Here is Kneser's algorithm with some explanation:

The initial assumption is that, without loss of generality, $P=(1:0:0:0)$ is on the curve. We use the same notation $(t:x:y:z)$ as Kneser for the coordinates. Let $\mathbb k$ be your (algebraically closed) ground field. One also assumes that $\C$ is not a line (otherwise the algorithm won't work, but a line is trivially a set-theoretic complete intersection).

  1. There exists a $g \in I(\C)$ with the property that:
    a.) $d > 0$ where $d=\deg_t(g)$
    b.) $g_d$ is not in $I(\C)$ (where $g_d\in \mathbb k[x,y,z]$ is the coefficient of $t^d$).
    c.) $d$ is minimum with the property a.) and b.)

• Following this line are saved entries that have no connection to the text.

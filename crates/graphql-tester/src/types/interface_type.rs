use crate::loc;
use crate::schema::Schema;
use crate::types::Field;
use crate::types::ObjectOrInterfaceTypeData;
use crate::types::ObjectOrInterfaceTypeTrait;
use indexmap::IndexMap;
use inherent::inherent;

/// Represents an
/// [interface type](https://spec.graphql.org/October2021/#sec-Interfaces)
/// defined within some [`Schema`].
#[derive(Clone, Debug, PartialEq, serde::Deserialize, serde::Serialize)]
pub struct InterfaceType(pub(super) ObjectOrInterfaceTypeData);

#[inherent]
impl ObjectOrInterfaceTypeTrait for InterfaceType {
    /// The [`SchemaDefLocation`](loc::SchemaDefLocation) indicating where
    /// this [`InterfaceType`] was defined in the schema.
    pub fn def_location(&self) -> &loc::SchemaDefLocation {
        self.0.def_location()
    }

    /// The description of this [`InterfaceType`] as defined in the schema
    /// (e.g. in a """-string immediately before the type definition).
    pub fn description(&self) -> Option<&str> {
        self.0.description()
    }

    /// A map from FieldName -> [`Field`] for all fields defined on this
    /// [`InterfaceType`] in the schema, including the implicit `__typename`.
    ///
    /// Fields keep the order they were defined in. Fields added from type
    /// extensions follow the fields of the base definition.
    pub fn fields(&self) -> &IndexMap<String, Field> {
        self.0.fields()
    }

    /// Indicates whether this type declares (directly or transitively through
    /// another interface) that it implements the named interface.
    pub fn implements_interface(&self, schema: &Schema, interface_name: &str) -> bool {
        self.0.implements_interface(schema, interface_name)
    }

    pub fn interfaces<'schema>(&self, schema: &'schema Schema) -> Vec<&'schema InterfaceType> {
        self.0.interfaces(schema)
    }

    /// The names of all [`InterfaceType`]s this type declares it implements.
    ///
    /// This can be useful when the [`Schema`] object is unavailable or
    /// inconvenient to access but the type's name is all that is needed.
    pub fn interface_names(&self) -> Vec<&str> {
        self.0.interface_names()
    }

    /// The name of this [`InterfaceType`].
    pub fn name(&self) -> &str {
        self.0.name()
    }
}
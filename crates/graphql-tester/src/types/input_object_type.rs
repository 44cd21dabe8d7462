use crate::loc;
use crate::types::InputField;
use indexmap::IndexMap;

/// Represents an
/// [input object type](https://spec.graphql.org/October2021/#sec-Input-Objects)
/// defined within some [`Schema`](crate::schema::Schema).
#[derive(Clone, Debug, PartialEq, serde::Deserialize, serde::Serialize)]
pub struct InputObjectType {
    pub(super) def_location: loc::SchemaDefLocation,
    pub(super) description: Option<String>,
    pub(super) fields: IndexMap<String, InputField>,
    pub(super) name: String,
}
impl InputObjectType {
    pub fn def_location(&self) -> &loc::SchemaDefLocation {
        &self.def_location
    }

    pub fn description(&self) -> Option<&str> {
        self.description.as_deref()
    }

    /// The input fields of this type, in declaration order.
    pub fn fields(&self) -> &IndexMap<String, InputField> {
        &self.fields
    }

    pub fn name(&self) -> &str {
        self.name.as_str()
    }
}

  2. As you noted $I(\C)\cap \mathbb k[x,y,z]$ is principal, and is generated by say $f$. The vanishing of $f$ is therefore a cone with "vertex" at $P$ and "base" $\C$. Note that $Z(f,g_d)$ is a finite union of lines because: If $Q\in Z(f,g_d)\backslash\{P\}$ then the line $PQ$ is on the surface $Z(g_d)$ and on the cone $Z(f)$ which means that this line meets $\C$. We also know that $g_d\notin I(\C)$ so the curve $\C$ cuts the surface $Z(g_d)$ finitely many times.

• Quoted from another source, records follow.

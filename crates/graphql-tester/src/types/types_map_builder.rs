use crate::ast;
use crate::loc;
use crate::schema::SchemaBuildError;
use crate::types::EnumType;
use crate::types::GraphQLType;
use crate::types::InputObjectType;
use crate::types::InputObjectTypeValidator;
use crate::types::InterfaceType;
use crate::types::ObjectOrInterfaceTypeData;
use crate::types::ObjectOrInterfaceTypeValidator;
use crate::types::ObjectType;
use crate::types::ScalarType;
use crate::types::TypeBuilderHelpers;
use crate::types::UnionType;
use crate::types::UnionTypeValidator;
use indexmap::IndexMap;
use std::collections::HashMap;
use std::path::Path;

type Result<T> = std::result::Result<T, SchemaBuildError>;

/// Accumulates the named types of a schema while its documents are visited,
/// then validates them all together.
#[derive(Debug)]
pub(crate) struct TypesMapBuilder {
    pub(super) types: HashMap<String, GraphQLType>,
}
impl TypesMapBuilder {
    pub fn new() -> Self {
        Self {
            types: HashMap::from([
                ("Boolean".to_string(), GraphQLType::Bool),
                ("Float".to_string(), GraphQLType::Float),
                ("ID".to_string(), GraphQLType::ID),
                ("Int".to_string(), GraphQLType::Int),
                ("String".to_string(), GraphQLType::String),
            ]),
        }
    }

    pub fn add_new_type(
        &mut self,
        type_name: &str,
        type_loc: &loc::SchemaDefLocation,
        type_: GraphQLType,
    ) -> Result<()> {
        if type_name.starts_with("__") {
            return Err(SchemaBuildError::InvalidDunderPrefixedTypeName {
                def_location: type_loc.to_owned(),
                type_name: type_name.to_string(),
            });
        }

        if let Some(conflicting_type) = self.types.get(type_name) {
            return Err(SchemaBuildError::DuplicateTypeDefinition {
                type_name: type_name.to_string(),
                def1: conflicting_type.def_location(),
                def2: type_loc.to_owned(),
            });
        }

        self.types.insert(type_name.to_string(), type_);
        Ok(())
    }

    pub fn get_type_mut(
        &mut self,
        type_name: &str,
    ) -> Option<&mut GraphQLType> {
        self.types.get_mut(type_name)
    }

    /// Finish building: give every object and interface type its implicit
    /// `__typename` field, then validate all types together.
    pub fn into_types_map(mut self) -> Result<HashMap<String, GraphQLType>> {
        for type_ in self.types.values_mut() {
            let type_data = match type_ {
                GraphQLType::Interface(iface_type) => &mut iface_type.0,
                GraphQLType::Object(obj_type) => &mut obj_type.0,
                _ => continue,
            };
            let typename_field = TypeBuilderHelpers::typename_field(&type_data.name);
            type_data.fields.insert("__typename".to_string(), typename_field);
        }

        let mut errors = vec![];
        for type_ in self.types.values() {
            match type_ {
                GraphQLType::Bool
                | GraphQLType::Enum(_)
                | GraphQLType::Float
                | GraphQLType::ID
                | GraphQLType::Int
                | GraphQLType::Scalar(_)
                | GraphQLType::String
                    => (),

                GraphQLType::InputObject(type_) => errors.append(
                    &mut InputObjectTypeValidator::new(type_, &self.types)
                        .validate()
                ),

                GraphQLType::Interface(type_) => errors.append(
                    &mut ObjectOrInterfaceTypeValidator::new(&type_.0, &self.types)
                        .validate()
                ),

                GraphQLType::Object(type_) => errors.append(
                    &mut ObjectOrInterfaceTypeValidator::new(&type_.0, &self.types)
                        .validate()
                ),

                GraphQLType::Union(type_) => errors.append(
                    &mut UnionTypeValidator::new(type_, &self.types)
                        .validate()
                ),
            }
        }

        if !errors.is_empty() {
            return Err(SchemaBuildError::TypeValidationErrors { errors });
        }

        Ok(self.types)
    }

    pub fn merge_type_extension(
        &mut self,
        file_path: &Path,
        ext: &ast::schema::TypeExtension,
    ) -> Result<()> {
        use ast::schema::TypeExtension;

        let (ext_name, ext_position) = match ext {
            TypeExtension::Enum(ext) => (ext.name.as_str(), ext.position),
            TypeExtension::InputObject(ext) => (ext.name.as_str(), ext.position),
            TypeExtension::Interface(ext) => (ext.name.as_str(), ext.position),
            TypeExtension::Object(ext) => (ext.name.as_str(), ext.position),
            TypeExtension::Scalar(ext) => (ext.name.as_str(), ext.position),
            TypeExtension::Union(ext) => (ext.name.as_str(), ext.position),
        };
        let ext_loc: loc::SchemaDefLocation =
            loc::FilePosition::from_pos(file_path, ext_position).into();

        let Some(type_) = self.types.get_mut(ext_name) else {
            return Err(SchemaBuildError::ExtensionOfUndefinedType {
                type_name: ext_name.to_string(),
                extension_type_loc: ext_loc,
            });
        };

        match (type_, ext) {
            (GraphQLType::Enum(enum_type), TypeExtension::Enum(ext)) =>
                TypeBuilderHelpers::enum_values_from_ast(
                    file_path,
                    ext_name,
                    &enum_type.def_location.to_owned(),
                    &ext.values,
                    &mut enum_type.values,
                ),

            (GraphQLType::InputObject(inputobj_type), TypeExtension::InputObject(ext)) =>
                TypeBuilderHelpers::input_fields_from_ast(
                    file_path,
                    ext_name,
                    &ext.fields,
                    &mut inputobj_type.fields,
                ),

            (GraphQLType::Interface(iface_type), TypeExtension::Interface(ext)) => {
                TypeBuilderHelpers::interface_refs_from_ast(
                    &ext_loc,
                    ext_name,
                    &ext.implements_interfaces,
                    &mut iface_type.0.interfaces,
                )?;
                TypeBuilderHelpers::object_fields_from_ast(
                    file_path,
                    ext_name,
                    &ext.fields,
                    &mut iface_type.0.fields,
                )
            },

            (GraphQLType::Object(obj_type), TypeExtension::Object(ext)) => {
                TypeBuilderHelpers::interface_refs_from_ast(
                    &ext_loc,
                    ext_name,
                    &ext.implements_interfaces,
                    &mut obj_type.0.interfaces,
                )?;
                TypeBuilderHelpers::object_fields_from_ast(
                    file_path,
                    ext_name,
                    &ext.fields,
                    &mut obj_type.0.fields,
                )
            },

            // Scalar extensions only add directives, which are ignored.
            (GraphQLType::Scalar(_), TypeExtension::Scalar(_)) => Ok(()),

            (GraphQLType::Union(union_type), TypeExtension::Union(ext)) =>
                TypeBuilderHelpers::union_members_from_ast(
                    &ext_loc,
                    ext_name,
                    &ext.types,
                    &mut union_type.members,
                ),

            (schema_type, _) => Err(SchemaBuildError::InvalidExtensionType {
                schema_type: schema_type.to_owned(),
                extension_loc: ext_loc,
            }),
        }
    }

    pub fn visit_type_def(
        &mut self,
        file_path: &Path,
        def: &ast::schema::TypeDefinition,
    ) -> Result<()> {
        use ast::schema::TypeDefinition;

        match def {
            TypeDefinition::Enum(def) => {
                let def_location: loc::SchemaDefLocation =
                    loc::FilePosition::from_pos(file_path, def.position).into();
                if def.values.is_empty() {
                    return Err(SchemaBuildError::EnumWithNoVariants {
                        type_name: def.name.to_string(),
                        location: def_location,
                    });
                }
                let mut values = IndexMap::new();
                TypeBuilderHelpers::enum_values_from_ast(
                    file_path,
                    def.name.as_str(),
                    &def_location,
                    &def.values,
                    &mut values,
                )?;
                self.add_new_type(
                    def.name.as_str(),
                    &def_location,
                    GraphQLType::Enum(Box::new(EnumType {
                        def_location: def_location.to_owned(),
                        description: def.description.to_owned(),
                        name: def.name.to_string(),
                        values,
                    })),
                )
            },

            TypeDefinition::InputObject(def) => {
                let def_location: loc::SchemaDefLocation =
                    loc::FilePosition::from_pos(file_path, def.position).into();
                let mut fields = IndexMap::new();
                TypeBuilderHelpers::input_fields_from_ast(
                    file_path,
                    def.name.as_str(),
                    &def.fields,
                    &mut fields,
                )?;
                self.add_new_type(
                    def.name.as_str(),
                    &def_location,
                    GraphQLType::InputObject(Box::new(InputObjectType {
                        def_location: def_location.to_owned(),
                        description: def.description.to_owned(),
                        fields,
                        name: def.name.to_string(),
                    })),
                )
            },

            TypeDefinition::Interface(def) => {
                let type_data = Self::object_or_interface_type_data(
                    file_path,
                    def.position,
                    def.name.as_str(),
                    &def.description,
                    &def.fields,
                    &def.implements_interfaces,
                )?;
                let def_location = type_data.def_location.to_owned();
                self.add_new_type(
                    def.name.as_str(),
                    &def_location,
                    GraphQLType::Interface(Box::new(InterfaceType(type_data))),
                )
            },

            TypeDefinition::Object(def) => {
                let type_data = Self::object_or_interface_type_data(
                    file_path,
                    def.position,
                    def.name.as_str(),
                    &def.description,
                    &def.fields,
                    &def.implements_interfaces,
                )?;
                let def_location = type_data.def_location.to_owned();
                self.add_new_type(
                    def.name.as_str(),
                    &def_location,
                    GraphQLType::Object(Box::new(ObjectType(type_data))),
                )
            },

            TypeDefinition::Scalar(def) => {
                let def_location: loc::SchemaDefLocation =
                    loc::FilePosition::from_pos(file_path, def.position).into();
                self.add_new_type(
                    def.name.as_str(),
                    &def_location,
                    GraphQLType::Scalar(Box::new(ScalarType {
                        def_location: def_location.to_owned(),
                        description: def.description.to_owned(),
                        name: def.name.to_string(),
                    })),
                )
            },

            TypeDefinition::Union(def) => {
                let def_location: loc::SchemaDefLocation =
                    loc::FilePosition::from_pos(file_path, def.position).into();
                let mut members = IndexMap::new();
                TypeBuilderHelpers::union_members_from_ast(
                    &def_location,
                    def.name.as_str(),
                    &def.types,
                    &mut members,
                )?;
                self.add_new_type(
                    def.name.as_str(),
                    &def_location,
                    GraphQLType::Union(Box::new(UnionType {
                        def_location: def_location.to_owned(),
                        description: def.description.to_owned(),
                        members,
                        name: def.name.to_string(),
                    })),
                )
            },
        }
    }

    fn object_or_interface_type_data(
        file_path: &Path,
        position: ast::AstPos,
        type_name: &str,
        description: &Option<String>,
        ast_fields: &[ast::schema::Field],
        ast_iface_names: &[String],
    ) -> Result<ObjectOrInterfaceTypeData> {
        let def_location: loc::SchemaDefLocation =
            loc::FilePosition::from_pos(file_path, position).into();

        let mut fields = IndexMap::new();
        TypeBuilderHelpers::object_fields_from_ast(
            file_path,
            type_name,
            ast_fields,
            &mut fields,
        )?;

        let mut interfaces = vec![];
        TypeBuilderHelpers::interface_refs_from_ast(
            &def_location,
            type_name,
            ast_iface_names,
            &mut interfaces,
        )?;

        Ok(ObjectOrInterfaceTypeData {
            def_location,
            description: description.to_owned(),
            fields,
            interfaces,
            name: type_name.to_string(),
        })
    }
}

  3. Kneser then states that for any $p\in I(\C)$ we can find a $m\ge 1$ such that $g_d^m p \in \spn{f,g}$. As pointed out in the comments by Kapil, you can use degree (of $t$) argument to prove this.

  4. Suppose now $g(Q)=0$ and $f(Q)=0$, then either $Q\in \C$ or $Q\notin \C$ and in this case there is a $p\in I(\C)$ such that $p(Q)\ne 0$. By 3. $Q\in Z(g_d)$. So, $$Z(f,g) \subset \C \cup Z(f,g_d).$$ In words, $Z(f,g)$ is contained in the union of the curve $\C$ and finitely many lines whose common intersection is $P$. This already provides an immediate and nice proof that all irreducible projective space (algebraic) curves are intersections of an analytic surface and an algebraic surface, just perturb the cone (or the surface $Z(g)$) so that it intersect these lines only at $\C$.

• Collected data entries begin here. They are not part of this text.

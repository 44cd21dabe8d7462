use crate::schema::TypeValidationError;
use crate::types::tests::test_utils;
use crate::types::InputObjectTypeValidator;

#[test]
fn basic_flat_input_object_type_validates() {
    let types_map_builder = test_utils::types_map_builder_from(
        "input TestInputObject {
            field1: Int,
            field2: Int!,
        }"
    );
    let input_obj_type = test_utils::get_input_object_type(
        &types_map_builder,
        "TestInputObject",
    );

    let errors = InputObjectTypeValidator::new(
        input_obj_type,
        &types_map_builder.types,
    ).validate();

    assert_eq!(errors, vec![]);
}

#[test]
fn input_object_with_non_recursive_input_obj_field_validates() {
    let types_map_builder = test_utils::types_map_builder_from(
        "input TestInputObject1 { field1: Int, field2: Int! }
         input TestInputObject2 { field3: Int, field4: TestInputObject1! }"
    );
    let input_obj_type = test_utils::get_input_object_type(
        &types_map_builder,
        "TestInputObject2",
    );

    let errors = InputObjectTypeValidator::new(
        input_obj_type,
        &types_map_builder.types,
    ).validate();

    assert_eq!(errors, vec![]);
}

#[test]
fn nullable_self_reference_validates() {
    let types_map_builder = test_utils::types_map_builder_from(
        "input ItemWhereInput {
            OR: [ItemWhereInput!]
            parent: ItemWhereInput
            title_contains: String
        }"
    );
    let input_obj_type = test_utils::get_input_object_type(
        &types_map_builder,
        "ItemWhereInput",
    );

    let errors = InputObjectTypeValidator::new(
        input_obj_type,
        &types_map_builder.types,
    ).validate();

    assert_eq!(errors, vec![]);
}

#[test]
fn non_null_self_reference_is_a_circular_chain() {
    let types_map_builder = test_utils::types_map_builder_from(
        "input Loop { next: Loop! }"
    );
    let input_obj_type = test_utils::get_input_object_type(&types_map_builder, "Loop");

    let errors = InputObjectTypeValidator::new(
        input_obj_type,
        &types_map_builder.types,
    ).validate();

    assert_eq!(errors, vec![
        TypeValidationError::CircularInputFieldChain {
            circular_field_path: vec![
                "Loop.next".to_string(),
                "Loop".to_string(),
            ],
        },
    ]);
}

#[test]
fn non_null_chain_through_two_types_is_circular() {
    let types_map_builder = test_utils::types_map_builder_from(
        "input A { b: B!, label: String }
         input B { a: [A!]! }"
    );
    let input_obj_type = test_utils::get_input_object_type(&types_map_builder, "A");

    let errors = InputObjectTypeValidator::new(
        input_obj_type,
        &types_map_builder.types,
    ).validate();

    assert_eq!(errors, vec![
        TypeValidationError::CircularInputFieldChain {
            circular_field_path: vec![
                "A.b".to_string(),
                "B".to_string(),
                "B.a".to_string(),
                "A".to_string(),
            ],
        },
    ]);
}

#[test]
fn input_field_with_object_type_is_rejected() {
    let types_map_builder = test_utils::types_map_builder_from(
        "type User { id: ID }
         input UserFilter { user: User }"
    );
    let input_obj_type = test_utils::get_input_object_type(&types_map_builder, "UserFilter");

    let errors = InputObjectTypeValidator::new(
        input_obj_type,
        &types_map_builder.types,
    ).validate();

    assert!(matches!(
        errors.as_slice(),
        [TypeValidationError::InvalidInputFieldWithOutputType {
            field_name,
            invalid_type_name,
            parent_type_name,
            ..
        }] if field_name == "user"
            && invalid_type_name == "User"
            && parent_type_name == "UserFilter"
    ));
}

#[test]
fn input_field_with_undefined_type_is_rejected() {
    let types_map_builder = test_utils::types_map_builder_from(
        "input UserFilter { role: Role }"
    );
    let input_obj_type = test_utils::get_input_object_type(&types_map_builder, "UserFilter");

    let errors = InputObjectTypeValidator::new(
        input_obj_type,
        &types_map_builder.types,
    ).validate();

    assert!(matches!(
        errors.as_slice(),
        [TypeValidationError::UndefinedTypeName { undefined_type_name, .. }]
            if undefined_type_name == "Role"
    ));
}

  5. We want to now find a third algebraic surface $Z(h')$ (the two previous surfaces are $Z(f)$ and $Z(g)$) that avoids these finite lines $Z(f,g_d)$ except at $\C$. This can be done in several ways, Kneser himself provides an algorithm with a proof. I believe his algorithm is inefficient but didactically the easiest one to follow. I will not explain this part, but you can usually get away using a surface defined by products and sums of linear and quadratic forms avoiding the lines and having some higher multiplicity at $P$.

  6. By Hilbert's Nullstellensatz there is therefore an $N\in \mathbb N$ and $h\in I(\C)$ such that $$h'^N - h \in \spn{g_d}.$$ You can obtain $N$ by just iterating through the powers of $h'$ and reducing via Groebner basis (ideal-membership test) of $\spn{g_d}+I(\C)$ and you can obtain $h$ as a by-product. Therefore we choose $h$ and get $\sqrt{\spn{f,g,h}} = I(\C)$.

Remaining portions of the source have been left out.